The aim of any vaccination campaign is to maximize the survival of each infected
individual and to minimize the number of new infections. This requires the combination of the immunological model of what happens within an individual, and the epidemiological model of what happens in a population. Optimizing all of these parameters simultaneously requires consideration of the multiple levels on which the virus operates - molecular, cellular, within an individual and within a population. Although we currently have some computer models which allow us to analyze the effects of virus on one of these levels or another, we do not have any models which incorporate the complexities of human-viral interaction.
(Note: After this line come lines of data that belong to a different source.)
use std::fmt;
use std::panic::Location;

use thiserror::Error;

use crate::format;
use crate::status::CudaStatus;

/// A violated precondition detected in host code.
///
/// Usually produced by [`expects`](crate::expects) or
/// [`cuproj_fail!`](crate::cuproj_fail) rather than built directly.
#[derive(Error, Clone, PartialEq, Eq)]
#[error("{message}")]
pub struct LogicError {
    message: String,
}

impl LogicError {
    /// Failure at the caller's source location.
    #[track_caller]
    pub fn new(reason: impl AsRef<str>) -> Self {
        Self::at(Location::caller(), reason)
    }

    pub fn at(location: &Location<'_>, reason: impl AsRef<str>) -> Self {
        Self {
            message: format::logic_failure(location.file(), location.line(), reason.as_ref()),
        }
    }

    pub fn message(&self) -> &str {
        &self.message
    }
}

/// A non-success status returned by the CUDA runtime.
#[derive(Error, Clone, PartialEq, Eq)]
#[error("{message}")]
pub struct CudaError {
    message: String,
    status: CudaStatus,
    name: String,
    description: String,
}

impl CudaError {
    pub fn new(
        location: &Location<'_>,
        status: CudaStatus,
        name: impl Into<String>,
        description: impl Into<String>,
    ) -> Self {
        let name = name.into();
        let description = description.into();
        Self {
            message: format::cuda_failure(
                location.file(),
                location.line(),
                status,
                &name,
                &description,
            ),
            status,
            name,
            description,
        }
    }

    pub fn message(&self) -> &str {
        &self.message
    }

    pub fn status(&self) -> CudaStatus {
        self.status
    }

    pub fn code(&self) -> i32 {
        self.status.code()
    }

    /// Symbolic name, e.g. `cudaErrorMemoryAllocation`.
    pub fn name(&self) -> &str {
        &self.name
    }

    /// Runtime description, e.g. `out of memory`.
    pub fn description(&self) -> &str {
        &self.description
    }
}

/// Which kind of failure a [`CuprojError`] carries.
#[derive(Debug, Clone, Copy, PartialEq, Eq, Hash)]
pub enum ErrorKind {
    /// Caller or programmer error.
    Logic,
    /// The CUDA runtime reported an error.
    Cuda,
}

/// Any failure raised by cuProj.
#[derive(Error, Clone, PartialEq, Eq)]
pub enum CuprojError {
    #[error(transparent)]
    Logic(#[from] LogicError),

    #[error(transparent)]
    Cuda(#[from] CudaError),
}

impl CuprojError {
    /// The fully formatted message, including file and line.
    pub fn message(&self) -> &str {
        match self {
            CuprojError::Logic(err) => err.message(),
            CuprojError::Cuda(err) => err.message(),
        }
    }

    pub fn kind(&self) -> ErrorKind {
        match self {
            CuprojError::Logic(_) => ErrorKind::Logic,
            CuprojError::Cuda(_) => ErrorKind::Cuda,
        }
    }
}

pub type Result<T> = std::result::Result<T, CuprojError>;

// `Debug` prints the formatted message as-is, so a failure returned from
// `main` reaches stderr exactly as built.
impl fmt::Debug for LogicError {
    fn fmt(&self, f: &mut fmt::Formatter<'_>) -> fmt::Result {
        f.write_str(self.message())
    }
}

impl fmt::Debug for CudaError {
    fn fmt(&self, f: &mut fmt::Formatter<'_>) -> fmt::Result {
        f.write_str(self.message())
    }
}

impl fmt::Debug for CuprojError {
    fn fmt(&self, f: &mut fmt::Formatter<'_>) -> fmt::Result {
        f.write_str(self.message())
    }
}

#[cfg(test)]
mod tests {
    use super::*;

    #[test]
    fn test_logic_error_records_caller() {
        let (err, line) = (LogicError::new("bad input"), line!());
        assert!(err.message().contains(file!()));
        assert!(err.message().contains(&format!(":{line}: bad input")));
        assert_eq!(err.to_string(), err.message());
    }

    #[test]
    fn test_cuda_error_fields() {
        let err = CudaError::new(
            Location::caller(),
            CudaStatus::MEMORY_ALLOCATION,
            "cudaErrorMemoryAllocation",
            "out of memory",
        );
        assert_eq!(err.code(), 2);
        assert_eq!(err.status(), CudaStatus::MEMORY_ALLOCATION);
        assert_eq!(err.name(), "cudaErrorMemoryAllocation");
        assert_eq!(err.description(), "out of memory");
        assert!(err.message().ends_with(": 2 cudaErrorMemoryAllocation out of memory"));
    }

    #[test]
    fn test_common_type_exposes_message_and_kind() {
        let logic: CuprojError = LogicError::new("unreachable").into();
        assert_eq!(logic.kind(), ErrorKind::Logic);
        assert!(logic.message().ends_with("unreachable"));
        assert_eq!(logic.to_string(), logic.message());

        let cuda: CuprojError = CudaError::new(
            Location::caller(),
            CudaStatus::NO_DEVICE,
            "cudaErrorNoDevice",
            "no CUDA-capable device is detected",
        )
        .into();
        assert_eq!(cuda.kind(), ErrorKind::Cuda);
        assert_eq!(cuda.to_string(), cuda.message());
    }

    #[test]
    fn test_debug_prints_message_verbatim() {
        let logic = LogicError::new(r#"reason "quoted" \ path"#);
        assert_eq!(format!("{:?}", logic), logic.message());
        assert!(format!("{:?}", logic).ends_with(r#"reason "quoted" \ path"#));

        let cuda = CudaError::new(
            Location::caller(),
            CudaStatus::MEMORY_ALLOCATION,
            "cudaErrorMemoryAllocation",
            "out of memory",
        );
        assert_eq!(format!("{:?}", cuda), cuda.message());

        let wrapped: CuprojError = logic.clone().into();
        assert_eq!(format!("{:?}", wrapped), logic.message());
        let wrapped: CuprojError = cuda.clone().into();
        assert_eq!(format!("{:?}", wrapped), cuda.message());
    }
}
Without sophisticated models that incorporate all these aspects of a vaccine's effectiveness to help us predict likely outcomes of vaccination, we may either have to wait years to acquire the data through experimental observation - or risk mass administration of a vaccine without a full understanding of the likely outcome.

Approaches to treatment of bacterial and viral infections in the past have often been
based on little understanding of the long-term implications. The rise of antibiotic resistant bacteria and multi-drug resistant HIV provide salutary examples of how the usefulness of different weapons used in the fight against infectious disease can quickly be undermined. By the use of complex systems analysis of human-viral interactions it is hoped that we can avoid a similar situation occurring with future vaccines for HIV and other chronic infectious diseases.